I recorded this conversation, meaning you can watch it if you wish. If you can’t be bothered, highlights include the question “Is Jesus better than Anglia Ruskin?” which, taken out of context, is possibly the oddest extension of the ‘what place does religion have in the 21st century?’ debate yet, and, a porter demonstrating the kind of tolerance rarely found outside the GoCompare man’s nuclear family.

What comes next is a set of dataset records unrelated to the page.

use std::path::Path;

use chrono::{Local, NaiveDate};
use google_sheets4::api::ValueRange;
use serde_json::Value;

use crate::adapters::config::accounting_config::AccountingConfig;
use crate::adapters::sheets::spreadsheet_client::{SpreadsheetClient, SpreadsheetClientError};
use crate::adapters::sheets::value_range_factory::ValueRangeFactory;
use crate::domain::money::format_thousands;
use crate::domain::sheets::{cell_position::CellPosition, column::Column, row::Row};
use crate::domain::subscription::Subscription;

pub const MOVEMENT_DETAIL_PREFIX: &str = "Gasto recurrente";

/// Registers recurring subscription expenses in the accounting spreadsheet:
/// one row per subscription in the expenses sheet, one mirrored negative row
/// in the cash movements sheet. The two writes are independent best-effort
/// calls; a failure in either one is reported but never rolled back.
pub struct ExpenseRecorder {
    config: AccountingConfig,
}

impl ExpenseRecorder {
    pub fn new(config: AccountingConfig) -> Self {
        if !Path::new(config.credentials_file.as_ref()).exists() {
            tracing::warn!(
                "Credentials file '{}' does not exist",
                config.credentials_file
            );
        }
        ExpenseRecorder { config }
    }

    /// One fresh client per operation. Connection problems (missing or
    /// invalid key file, transport errors) are logged here and reported to
    /// callers as `None`.
    async fn connect(&self) -> Option<SpreadsheetClient> {
        match SpreadsheetClient::connect(self.config.clone()).await {
            Ok(client) => Some(client),
            Err(report) => {
                tracing::error!("Could not connect to Google Sheets: {:?}", report);
                None
            }
        }
    }

    /// Registers the subscriptions in both ledgers. Returns true only if
    /// both writes succeeded; an empty list is a no-op success.
    pub async fn register_expenses(&self, subscriptions: &[Subscription]) -> bool {
        if subscriptions.is_empty() {
            tracing::info!("No expenses to register");
            return true;
        }

        let expenses_ok = self.register_in_expenses_sheet(subscriptions).await;
        let movements_ok = self.register_in_movements_sheet(subscriptions).await;

        expenses_ok && movements_ok
    }

    pub async fn register_in_expenses_sheet(&self, subscriptions: &[Subscription]) -> bool {
        let Some(client) = self.connect().await else {
            return false;
        };

        let date = ledger_date(Local::now().date_naive());
        let rows = subscriptions
            .iter()
            .map(|subscription| expenses_row(subscription, &date))
            .collect();

        let sheet_name = self.config.expenses_sheet_name.clone();
        match append_rows(&client, &sheet_name, rows).await {
            Ok(count) => {
                tracing::info!("Registered {} expenses in sheet '{}'", count, sheet_name);
                true
            }
            Err(report) => {
                tracing::error!(
                    "Failed to register expenses in sheet '{}': {:?}",
                    sheet_name,
                    report
                );
                false
            }
        }
    }

    pub async fn register_in_movements_sheet(&self, subscriptions: &[Subscription]) -> bool {
        let Some(client) = self.connect().await else {
            return false;
        };

        let date = ledger_date(Local::now().date_naive());
        let rows = subscriptions
            .iter()
            .map(|subscription| movements_row(subscription, &date))
            .collect();

        let sheet_name = self.config.movements_sheet_name.clone();
        match append_rows(&client, &sheet_name, rows).await {
            Ok(count) => {
                tracing::info!("Registered {} movements in sheet '{}'", count, sheet_name);
                true
            }
            Err(report) => {
                tracing::error!(
                    "Failed to register movements in sheet '{}': {:?}",
                    sheet_name,
                    report
                );
                false
            }
        }
    }

    /// Checks that the spreadsheet is reachable and that both configured
    /// tabs exist, naming whichever is missing.
    pub async fn test_connection(&self) -> bool {
        let Some(client) = self.connect().await else {
            return false;
        };

        let titles = match client.sheet_titles().await {
            Ok(titles) => titles,
            Err(report) => {
                tracing::error!("Could not fetch spreadsheet metadata: {:?}", report);
                return false;
            }
        };

        tracing::info!("Sheets available in the document: {}", titles.join(", "));

        let expenses_sheet = self.config.expenses_sheet_name.as_ref();
        let movements_sheet = self.config.movements_sheet_name.as_ref();
        let expenses_found = titles.iter().any(|title| title == expenses_sheet);
        let movements_found = titles.iter().any(|title| title == movements_sheet);

        match (expenses_found, movements_found) {
            (true, true) => {
                tracing::info!("Connected to both accounting sheets");
                true
            }
            (true, false) => {
                tracing::warn!("Sheet '{}' does not exist in the document", movements_sheet);
                false
            }
            (false, true) => {
                tracing::warn!("Sheet '{}' does not exist in the document", expenses_sheet);
                false
            }
            (false, false) => {
                tracing::error!(
                    "Sheets '{}' and '{}' do not exist in the document",
                    expenses_sheet,
                    movements_sheet
                );
                false
            }
        }
    }
}

/// Appends rows after the last occupied row of column A, in one batch write.
async fn append_rows(
    client: &SpreadsheetClient,
    sheet_name: &str,
    rows: Vec<Vec<Value>>,
) -> error_stack::Result<usize, SpreadsheetClientError> {
    let occupied = client.column_row_count(sheet_name, Column::new(1)).await?;
    let count = rows.len();

    client
        .write_rows_at(sheet_name, append_anchor(occupied), ValueRange::from_rows(rows))
        .await?;

    Ok(count)
}

/// Write anchor for a sheet with `occupied` non-empty rows in column A: the
/// first unoccupied row.
fn append_anchor(occupied: usize) -> CellPosition {
    CellPosition {
        col: Column::new(1),
        row: Row::from(occupied + 1),
    }
}

/// Ledger date format, shared by both sheets.
pub fn ledger_date(date: NaiveDate) -> String {
    date.format("%m/%d/%Y").to_string()
}

/// `[date, detail, category, COP amount, USD amount]`, amounts verbatim.
fn expenses_row(subscription: &Subscription, date: &str) -> Vec<Value> {
    vec![
        Value::String(date.to_string()),
        Value::String(subscription.detail().to_string()),
        Value::String(subscription.category().to_string()),
        subscription.monto_cop.to_cell(),
        subscription.monto_usd.to_cell(),
    ]
}

/// `[date, "Gasto recurrente: <detail>", negated COP amount]`. The amount is
/// normalized, regrouped with comma thousands separators and always written
/// with a minus sign.
fn movements_row(subscription: &Subscription, date: &str) -> Vec<Value> {
    let amount = subscription.monto_cop.to_f64().abs();
    let negated = format!("-{}", format_thousands(amount));

    vec![
        Value::String(date.to_string()),
        Value::String(format!(
            "{}: {}",
            MOVEMENT_DETAIL_PREFIX,
            subscription.detail()
        )),
        Value::String(negated),
    ]
}

#[cfg(test)]
mod tests {
    use super::*;
    use crate::domain::subscription::Amount;

    fn test_config() -> AccountingConfig {
        AccountingConfig {
            credentials_file: "does-not-exist.json".into(),
            spreadsheet_id: "test-spreadsheet".into(),
            expenses_sheet_name: "Gastos".into(),
            movements_sheet_name: "Movimientos caja".into(),
        }
    }

    fn test_subscription() -> Subscription {
        Subscription {
            detalle: Some("Suscripción de Prueba".to_string()),
            categoria: Some("Prueba".to_string()),
            monto_cop: Amount::Text("$100.000".to_string()),
            monto_usd: Amount::Text("$25".to_string()),
        }
    }

    #[tokio::test]
    async fn test_register_expenses_empty_is_noop_success() {
        // Succeeds without ever touching the network, so the bogus
        // credentials in the config are never read.
        let recorder = ExpenseRecorder::new(test_config());
        assert!(recorder.register_expenses(&[]).await);
    }

    #[tokio::test]
    async fn test_register_expenses_fails_without_credentials() {
        let recorder = ExpenseRecorder::new(test_config());
        assert!(!recorder.register_expenses(&[test_subscription()]).await);
    }

    #[tokio::test]
    async fn test_test_connection_fails_without_credentials() {
        let recorder = ExpenseRecorder::new(test_config());
        assert!(!recorder.test_connection().await);
    }

    #[tokio::test]
    async fn test_sheet_registrations_fail_independently() {
        // A failed expenses write leaves no state behind that would block
        // the movements write; each is attempted on its own and the overall
        // result is the AND of both.
        let recorder = ExpenseRecorder::new(test_config());
        let subscriptions = [test_subscription()];

        assert!(!recorder.register_in_expenses_sheet(&subscriptions).await);
        assert!(!recorder.register_in_movements_sheet(&subscriptions).await);
        assert!(!recorder.register_expenses(&subscriptions).await);
    }

    #[test]
    fn test_append_anchor_on_empty_sheet() {
        use crate::domain::sheets::a1_notation::ToA1Notation;

        let anchor = append_anchor(0);
        assert_eq!(anchor.to_a1_notation(Some("Gastos")).as_ref(), "'Gastos'!A1");
    }

    #[test]
    fn test_append_anchor_after_occupied_rows() {
        use crate::domain::sheets::a1_notation::ToA1Notation;

        assert_eq!(
            append_anchor(41).to_a1_notation(Some("Gastos")).as_ref(),
            "'Gastos'!A42"
        );
        assert_eq!(append_anchor(7).to_a1_notation(None).as_ref(), "A8");
    }

    #[test]
    fn test_ledger_date_format() {
        let date = NaiveDate::from_ymd_opt(2026, 1, 5).unwrap();
        assert_eq!(ledger_date(date), "01/05/2026");
    }

    #[test]
    fn test_expenses_row_keeps_amounts_verbatim() {
        let row = expenses_row(&test_subscription(), "08/28/2026");
        assert_eq!(
            row,
            vec![
                Value::String("08/28/2026".to_string()),
                Value::String("Suscripción de Prueba".to_string()),
                Value::String("Prueba".to_string()),
                Value::String("$100.000".to_string()),
                Value::String("$25".to_string()),
            ]
        );
    }

    #[test]
    fn test_expenses_row_applies_defaults() {
        let row = expenses_row(&Subscription::default(), "08/28/2026");
        assert_eq!(row[1], Value::String("Sin detalles".to_string()));
        assert_eq!(row[2], Value::String("Sin categoría".to_string()));
    }

    #[test]
    fn test_movements_row_negates_and_regroups_amount() {
        let row = movements_row(&test_subscription(), "08/28/2026");
        assert_eq!(
            row,
            vec![
                Value::String("08/28/2026".to_string()),
                Value::String("Gasto recurrente: Suscripción de Prueba".to_string()),
                Value::String("-100,000".to_string()),
            ]
        );
    }

    #[test]
    fn test_movements_row_negates_numeric_amounts() {
        let subscription = Subscription {
            monto_cop: Amount::Number(-50000.0),
            ..Subscription::default()
        };
        let row = movements_row(&subscription, "08/28/2026");
        assert_eq!(row[2], Value::String("-50,000".to_string()));
    }

    #[test]
    fn test_movements_row_malformed_amount_coerces_to_zero() {
        let subscription = Subscription {
            monto_cop: Amount::Text("abc".to_string()),
            ..Subscription::default()
        };
        let row = movements_row(&subscription, "08/28/2026");
        assert_eq!(row[2], Value::String("-0".to_string()));
    }
}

The biggest lowlight is probably the accent I attempted – apparently a cross between diluted Mexican and Microsoft Sam.

Gonville and Caius

Both my previous accents had proved shaky, so I went with some sort of bastardised French/ Jamaican thing for Caius. My opening question was “What have you done to Stephen Hawking?” The porter ignored this and asked “Where have you come from?” “Switzerland” I replied, nervously. “Ah, c’est donc ce qui vous amène à Cambridge?” he retorted. Shit, I thought. I don’t speak French, and there was only so many times I could shout ‘croissant’ before he’d get suspicious.

“Er, no, sorry – I was born in Switzerland but raised in, um, Samoa.”

“Oh okay. What’s your first language then?”

“Not French.”

I grabbed a quick photo with a smiley female porter and left.

Say (swiss) cheese!


Again, this one I recorded. In summary, I adopted a lispy-Hull accent and ran into the plodge, breathing heavily. I then claimed to have travelled from London to Oxford, on foot, for charity. The porter patronised me for a minute or so until I asked for a photo as proof of my arrival. He then told me I was in Cambridge. I gave a look of disbelief and begged aggressively for directions to Oxford, before sprinting off in an angry panic.

And that was that. To conclude, tourists are pesky, porters are tolerant, and I need to reconsider how I’m spending my Sunday mornings.